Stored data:

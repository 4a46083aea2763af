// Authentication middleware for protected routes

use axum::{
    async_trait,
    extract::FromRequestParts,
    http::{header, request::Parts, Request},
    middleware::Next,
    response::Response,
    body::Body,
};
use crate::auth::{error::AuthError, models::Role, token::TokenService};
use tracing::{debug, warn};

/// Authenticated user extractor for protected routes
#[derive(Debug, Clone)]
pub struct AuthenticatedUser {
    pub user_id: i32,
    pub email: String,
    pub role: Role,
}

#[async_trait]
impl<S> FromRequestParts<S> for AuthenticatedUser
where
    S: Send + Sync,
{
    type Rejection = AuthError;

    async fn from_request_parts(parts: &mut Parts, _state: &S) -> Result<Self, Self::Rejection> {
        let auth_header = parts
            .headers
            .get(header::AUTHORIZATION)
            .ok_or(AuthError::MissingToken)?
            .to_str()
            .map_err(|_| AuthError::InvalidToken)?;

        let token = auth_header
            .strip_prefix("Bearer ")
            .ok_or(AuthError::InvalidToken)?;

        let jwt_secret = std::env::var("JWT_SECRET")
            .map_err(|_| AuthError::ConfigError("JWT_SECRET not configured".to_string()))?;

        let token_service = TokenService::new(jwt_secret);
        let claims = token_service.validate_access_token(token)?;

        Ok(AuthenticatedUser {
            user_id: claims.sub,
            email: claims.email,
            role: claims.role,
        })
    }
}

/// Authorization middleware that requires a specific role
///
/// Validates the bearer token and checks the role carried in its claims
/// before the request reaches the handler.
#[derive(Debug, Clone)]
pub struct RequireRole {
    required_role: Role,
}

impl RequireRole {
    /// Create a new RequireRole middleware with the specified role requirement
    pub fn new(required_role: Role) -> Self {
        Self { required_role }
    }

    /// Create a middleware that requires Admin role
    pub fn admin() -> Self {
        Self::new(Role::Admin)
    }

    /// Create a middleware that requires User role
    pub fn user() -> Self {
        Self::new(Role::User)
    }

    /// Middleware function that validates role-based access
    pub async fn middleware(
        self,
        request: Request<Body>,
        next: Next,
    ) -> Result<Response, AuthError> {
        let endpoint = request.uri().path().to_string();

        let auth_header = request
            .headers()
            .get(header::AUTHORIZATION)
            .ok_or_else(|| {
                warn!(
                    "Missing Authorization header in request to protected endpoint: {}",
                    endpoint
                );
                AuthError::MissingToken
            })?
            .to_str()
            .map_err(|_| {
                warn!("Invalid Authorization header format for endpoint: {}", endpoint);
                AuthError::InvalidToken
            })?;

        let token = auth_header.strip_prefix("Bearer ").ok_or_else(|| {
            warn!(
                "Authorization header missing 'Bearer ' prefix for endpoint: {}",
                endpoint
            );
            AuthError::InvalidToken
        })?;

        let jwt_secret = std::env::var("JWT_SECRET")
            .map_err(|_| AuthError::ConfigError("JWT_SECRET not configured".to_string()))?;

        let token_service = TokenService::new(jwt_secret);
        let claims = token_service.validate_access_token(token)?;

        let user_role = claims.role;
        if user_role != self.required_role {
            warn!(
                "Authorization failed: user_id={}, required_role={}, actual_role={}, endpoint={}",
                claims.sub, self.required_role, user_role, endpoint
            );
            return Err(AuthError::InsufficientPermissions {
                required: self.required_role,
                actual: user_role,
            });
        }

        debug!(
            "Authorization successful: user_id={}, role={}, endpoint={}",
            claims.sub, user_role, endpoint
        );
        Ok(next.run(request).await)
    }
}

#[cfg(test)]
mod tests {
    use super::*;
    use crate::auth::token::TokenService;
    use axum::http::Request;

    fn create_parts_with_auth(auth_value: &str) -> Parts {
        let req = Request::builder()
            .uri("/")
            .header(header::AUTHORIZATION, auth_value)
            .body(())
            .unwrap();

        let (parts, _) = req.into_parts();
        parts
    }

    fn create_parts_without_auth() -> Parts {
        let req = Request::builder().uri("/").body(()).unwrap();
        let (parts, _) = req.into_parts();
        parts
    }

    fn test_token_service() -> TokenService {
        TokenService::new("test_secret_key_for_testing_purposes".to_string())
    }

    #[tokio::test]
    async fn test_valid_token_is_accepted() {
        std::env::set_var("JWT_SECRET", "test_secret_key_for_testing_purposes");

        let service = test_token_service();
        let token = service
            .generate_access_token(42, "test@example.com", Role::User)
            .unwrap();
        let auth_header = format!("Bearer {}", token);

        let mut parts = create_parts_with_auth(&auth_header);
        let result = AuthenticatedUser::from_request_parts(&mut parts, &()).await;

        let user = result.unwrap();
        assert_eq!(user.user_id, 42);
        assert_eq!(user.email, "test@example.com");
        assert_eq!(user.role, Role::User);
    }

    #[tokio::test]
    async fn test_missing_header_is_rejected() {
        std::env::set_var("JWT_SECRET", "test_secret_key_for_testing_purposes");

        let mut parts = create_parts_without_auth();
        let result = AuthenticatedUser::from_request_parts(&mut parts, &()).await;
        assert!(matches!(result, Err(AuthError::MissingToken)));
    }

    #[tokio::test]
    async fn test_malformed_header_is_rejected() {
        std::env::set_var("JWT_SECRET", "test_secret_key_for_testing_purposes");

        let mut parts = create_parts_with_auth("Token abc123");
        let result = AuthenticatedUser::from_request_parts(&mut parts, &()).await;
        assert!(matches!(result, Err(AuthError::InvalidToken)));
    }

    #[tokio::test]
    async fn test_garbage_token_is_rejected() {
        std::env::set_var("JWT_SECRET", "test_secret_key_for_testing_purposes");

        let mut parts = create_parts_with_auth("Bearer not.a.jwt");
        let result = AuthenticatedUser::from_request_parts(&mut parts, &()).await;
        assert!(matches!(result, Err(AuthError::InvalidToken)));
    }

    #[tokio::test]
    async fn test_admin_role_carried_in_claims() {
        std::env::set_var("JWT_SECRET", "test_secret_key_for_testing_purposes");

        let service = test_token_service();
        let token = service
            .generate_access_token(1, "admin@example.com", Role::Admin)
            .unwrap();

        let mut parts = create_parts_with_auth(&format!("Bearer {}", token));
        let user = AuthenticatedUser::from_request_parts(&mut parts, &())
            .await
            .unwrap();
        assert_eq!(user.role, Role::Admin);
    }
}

TASK TO COMPLETE:
All lines that hold the word "Response" should be copied from the data.

ANSWER TO THIS EXERCISE:
    response::Response,
    ) -> Result<Response, AuthError> {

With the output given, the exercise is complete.